In Patient 1, the upper lip was retruded due to upper incisors retroclination, while the lower lip was protruded due to lower incisors proclination (upper lip 1.3 mm back, lower lip 1 mm forward according to E-line). In addition, the backward movement of the upper lip with respect to the E plane is explained by the forward movement of the mandible with the twin block. In Patient 1, the lower lip thickness was reduced, and the lower lip length increased due to reduced overjet and lower incisor protrusion. The increase in the length of the lower lip can be explained by the reduction of the overjet and the release of the lower lip from the locking of the upper incisors, similar to the literature.[19] It can also be supported by the change in perioral muscle tone and posture caused by the patient keeping the mouth closed during the use of the twin block appliance.

In Patient 2, who underwent pre-molar extraction, significant retrusion was observed in the upper lip, whereas no significant change was observed in the lower lip (upper lip 1.3 mm and lower lip 0.4 mm back according to E-line). The results are consistent with the results of lip retrusion in extraction treatment.[2,18,20] It has been reported in the literature that lip retraction in extraction treatments can support passive lip sealing and contribute to facial esthetics by enhancing the contour of the chin.[20] In the study, while the thickness of the lower and upper lips increased in Patient 2, the patient with incompetent lip closure at the beginning of the treatment was able to passively lip seal.

Due to the multifactorial etiology of Class II malocclusion and the varying recommended treatment protocols, there is currently no consensus among experts.[21] At the end of the treatment, both patients were satisfied with the esthetic results.
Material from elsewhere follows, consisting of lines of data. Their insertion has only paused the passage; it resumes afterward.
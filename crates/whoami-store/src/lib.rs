pub mod error;
pub mod file;
pub mod health;
pub mod redis;

pub use self::redis::{RedisConfig, RedisStore};
pub use error::StoreError;
pub use file::FileStore;
pub use health::StoreHealth;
Based on the study findings, pre-molar extraction treatments are effective in achieving lip closure and providing a good occlusion in Class II patients with, vertical direction growth, crowding, space problems, and proclination of the incisors. In addition, it is believed that patient compliance and co-operation are among the most important factors for successful results in functional treatments. Extraction treatments can also be a successful treatment option for patients in the growth and development phase who are not compliant with functional treatment.

CONCLUSION

Despite the different treatment modalities, both twins achieved a Class I canine-molar relationship and ideal overjet and overbite. Patients can close their lips with improved soft-tissue profiles. It is observed that the effects of early appliance treatment are primarily dentoalveolar and support skeletal changes. The criteria for the choice of one-phase or two-phase treatment depend entirely on the requirements of the patient. Environmental and psychosocial factors need to be carefully considered.